## INSTRUCTIONS FOR THE TASK
Please tally every line in the listing below where the word "events" appears, then give the number and nothing more.
—————
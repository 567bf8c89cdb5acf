//! Data-driven finite state machines.
//!
//! A [`StateMachine`] is the current state plus a [`TransitionTable`] of
//! `(state, event) -> next state` entries. Transitions are pure: they return
//! a [`TransitionResult`] and never fire side effects. The state machine
//! systems inspect the result to decide which sounds or follow-up events to
//! emit.
//!
//! A missing table entry and an entry that points back at the current state
//! are both no-ops (`changed == false`).

use std::collections::HashMap;
use std::fmt;
use std::hash::Hash;

use serde::{Deserialize, Serialize};

use crate::components::component;

// ---------------------------------------------------------------------------
// Generic machinery
// ---------------------------------------------------------------------------

/// Outcome of one transition attempt.
#[derive(Debug, Clone, Copy, PartialEq, Eq)]
pub struct TransitionResult<S> {
    pub previous: S,
    pub current: S,
    pub changed: bool,
}

impl<S: Copy + PartialEq> TransitionResult<S> {
    /// A result that leaves `state` in place.
    pub fn unchanged(state: S) -> Self {
        Self {
            previous: state,
            current: state,
            changed: false,
        }
    }

    /// Whether this transition moved into `state`.
    pub fn entered(&self, state: S) -> bool {
        self.changed && self.current == state
    }
}

/// `(state, event) -> next state` lookup.
#[derive(Clone)]
pub struct TransitionTable<S, E> {
    entries: HashMap<(S, E), S>,
}

impl<S, E> TransitionTable<S, E>
where
    S: Copy + Eq + Hash,
    E: Copy + Eq + Hash,
{
    pub fn new() -> Self {
        Self {
            entries: HashMap::new(),
        }
    }

    /// Add an entry (builder style).
    #[must_use]
    pub fn with(mut self, from: S, event: E, to: S) -> Self {
        self.entries.insert((from, event), to);
        self
    }

    /// Add or replace an entry.
    pub fn insert(&mut self, from: S, event: E, to: S) {
        self.entries.insert((from, event), to);
    }

    /// Destination for `event` in `from`, if any.
    pub fn next(&self, from: S, event: E) -> Option<S> {
        self.entries.get(&(from, event)).copied()
    }

    /// Resolve `event` from `from` without mutating anything.
    pub fn resolve(&self, from: S, event: E) -> TransitionResult<S> {
        match self.next(from, event) {
            Some(to) if to != from => TransitionResult {
                previous: from,
                current: to,
                changed: true,
            },
            _ => TransitionResult::unchanged(from),
        }
    }

    /// Whether any entry leaves `state`.
    pub fn has_outgoing(&self, state: S) -> bool {
        self.entries.keys().any(|(from, _)| *from == state)
    }

    pub fn len(&self) -> usize {
        self.entries.len()
    }

    pub fn is_empty(&self) -> bool {
        self.entries.is_empty()
    }
}

impl<S, E> Default for TransitionTable<S, E>
where
    S: Copy + Eq + Hash,
    E: Copy + Eq + Hash,
{
    fn default() -> Self {
        Self::new()
    }
}

impl<S, E> PartialEq for TransitionTable<S, E>
where
    S: Eq + Hash,
    E: Eq + Hash,
{
    fn eq(&self, other: &Self) -> bool {
        self.entries == other.entries
    }
}

impl<S: Eq + Hash, E: Eq + Hash> Eq for TransitionTable<S, E> {}

impl<S, E> fmt::Debug for TransitionTable<S, E> {
    fn fmt(&self, f: &mut fmt::Formatter<'_>) -> fmt::Result {
        f.debug_struct("TransitionTable")
            .field("entries", &self.entries.len())
            .finish()
    }
}

/// Current state plus its transition table.
#[derive(Debug, Clone)]
pub struct StateMachine<S, E> {
    current: S,
    table: TransitionTable<S, E>,
}

impl<S, E> PartialEq for StateMachine<S, E>
where
    S: Eq + Hash,
    E: Eq + Hash,
{
    fn eq(&self, other: &Self) -> bool {
        self.current == other.current && self.table == other.table
    }
}

impl<S, E> StateMachine<S, E>
where
    S: Copy + Eq + Hash,
    E: Copy + Eq + Hash,
{
    pub fn new(initial: S, table: TransitionTable<S, E>) -> Self {
        Self {
            current: initial,
            table,
        }
    }

    pub fn current(&self) -> S {
        self.current
    }

    pub fn table(&self) -> &TransitionTable<S, E> {
        &self.table
    }

    /// Apply `event`, updating the current state only when the table says it
    /// changes.
    pub fn transition(&mut self, event: E) -> TransitionResult<S> {
        let result = self.table.resolve(self.current, event);
        if result.changed {
            self.current = result.current;
        }
        result
    }

    /// Whether the current state has no way out.
    pub fn is_terminal(&self) -> bool {
        !self.table.has_outgoing(self.current)
    }
}

// ---------------------------------------------------------------------------
// Enemy
// ---------------------------------------------------------------------------

#[derive(Debug, Clone, Copy, PartialEq, Eq, Hash, Serialize, Deserialize)]
pub enum EnemyState {
    Idle,
    ChaseWalk,
    ChaseRun,
    Damaged,
    Dying,
    Dead,
    Scream,
    StandUp,
    Attack,
}

#[derive(Debug, Clone, Copy, PartialEq, Eq, Hash, Serialize, Deserialize)]
pub enum EnemyEvent {
    SeePlayer,
    Die,
    TakeDamage,
    Finished,
    StartAttack,
}

/// The enemy behaviour table.
pub fn enemy_transitions() -> TransitionTable<EnemyState, EnemyEvent> {
    use EnemyEvent as E;
    use EnemyState as S;
    TransitionTable::new()
        .with(S::Idle, E::TakeDamage, S::Damaged)
        .with(S::Idle, E::Die, S::Dying)
        .with(S::Idle, E::Finished, S::ChaseWalk)
        .with(S::Idle, E::StartAttack, S::Attack)
        .with(S::ChaseWalk, E::TakeDamage, S::Damaged)
        .with(S::ChaseWalk, E::Die, S::Dying)
        .with(S::ChaseWalk, E::StartAttack, S::Attack)
        .with(S::ChaseRun, E::TakeDamage, S::Damaged)
        .with(S::ChaseRun, E::Die, S::Dying)
        .with(S::ChaseRun, E::StartAttack, S::Attack)
        .with(S::Attack, E::TakeDamage, S::Damaged)
        .with(S::Attack, E::Die, S::Dying)
        .with(S::Attack, E::Finished, S::ChaseWalk)
        .with(S::Damaged, E::Die, S::Dying)
        .with(S::Damaged, E::Finished, S::Scream)
        .with(S::Scream, E::Die, S::Dying)
        .with(S::Scream, E::Finished, S::ChaseRun)
        .with(S::StandUp, E::Die, S::Dying)
        .with(S::StandUp, E::Finished, S::ChaseWalk)
        .with(S::Dying, E::Finished, S::Dead)
}

/// Behaviour state of an enemy.
#[derive(Debug, Clone, PartialEq)]
pub struct EnemyStateComponent {
    pub machine: StateMachine<EnemyState, EnemyEvent>,
}

impl EnemyStateComponent {
    /// An enemy starting in `initial` with the standard table.
    pub fn new(initial: EnemyState) -> Self {
        Self::with_table(initial, enemy_transitions())
    }

    pub fn with_table(initial: EnemyState, table: TransitionTable<EnemyState, EnemyEvent>) -> Self {
        Self {
            machine: StateMachine::new(initial, table),
        }
    }

    pub fn current(&self) -> EnemyState {
        self.machine.current()
    }

    /// Whether the enemy is dying or dead.
    pub fn is_down(&self) -> bool {
        matches!(self.current(), EnemyState::Dying | EnemyState::Dead)
    }
}

component!(EnemyStateComponent => EnemyState);

// ---------------------------------------------------------------------------
// Player
// ---------------------------------------------------------------------------

#[derive(Debug, Clone, Copy, PartialEq, Eq, Hash, Serialize, Deserialize)]
pub enum PlayerMovementState {
    Idle,
    Walk,
    Run,
    Airborne,
    Dead,
}

#[derive(Debug, Clone, Copy, PartialEq, Eq, Hash, Serialize, Deserialize)]
pub enum PlayerActionState {
    Ready,
    Shoot,
    Reload,
}

/// Events driving both player machines. Each machine ignores the events its
/// table has no entry for.
#[derive(Debug, Clone, Copy, PartialEq, Eq, Hash, Serialize, Deserialize)]
pub enum PlayerEvent {
    Move,
    Run,
    Stop,
    InAir,
    Land,
    Dying,
    Shoot,
    Reload,
    Finished,
}

/// The player locomotion table. `Dead` has no way out.
pub fn player_movement_transitions() -> TransitionTable<PlayerMovementState, PlayerEvent> {
    use PlayerEvent as E;
    use PlayerMovementState as S;
    TransitionTable::new()
        .with(S::Idle, E::Move, S::Walk)
        .with(S::Idle, E::Run, S::Run)
        .with(S::Idle, E::InAir, S::Airborne)
        .with(S::Idle, E::Dying, S::Dead)
        .with(S::Walk, E::Stop, S::Idle)
        .with(S::Walk, E::Run, S::Run)
        .with(S::Walk, E::InAir, S::Airborne)
        .with(S::Walk, E::Dying, S::Dead)
        .with(S::Run, E::Stop, S::Idle)
        .with(S::Run, E::Move, S::Walk)
        .with(S::Run, E::InAir, S::Airborne)
        .with(S::Run, E::Dying, S::Dead)
        .with(S::Airborne, E::Land, S::Idle)
        .with(S::Airborne, E::Dying, S::Dead)
}

/// The player weapon table.
pub fn player_action_transitions() -> TransitionTable<PlayerActionState, PlayerEvent> {
    use PlayerActionState as S;
    use PlayerEvent as E;
    TransitionTable::new()
        .with(S::Ready, E::Shoot, S::Shoot)
        .with(S::Ready, E::Reload, S::Reload)
        .with(S::Shoot, E::Finished, S::Ready)
        .with(S::Reload, E::Finished, S::Ready)
}

/// Locomotion and weapon state of the player.
#[derive(Debug, Clone, PartialEq)]
pub struct PlayerStateComponent {
    pub movement: StateMachine<PlayerMovementState, PlayerEvent>,
    pub action: StateMachine<PlayerActionState, PlayerEvent>,
}

impl PlayerStateComponent {
    pub fn new() -> Self {
        Self {
            movement: StateMachine::new(PlayerMovementState::Idle, player_movement_transitions()),
            action: StateMachine::new(PlayerActionState::Ready, player_action_transitions()),
        }
    }
}

impl Default for PlayerStateComponent {
    fn default() -> Self {
        Self::new()
    }
}

component!(PlayerStateComponent => PlayerState);

// ---------------------------------------------------------------------------
// Tests
// ---------------------------------------------------------------------------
—————
## ANSWER TO THIS TASK
2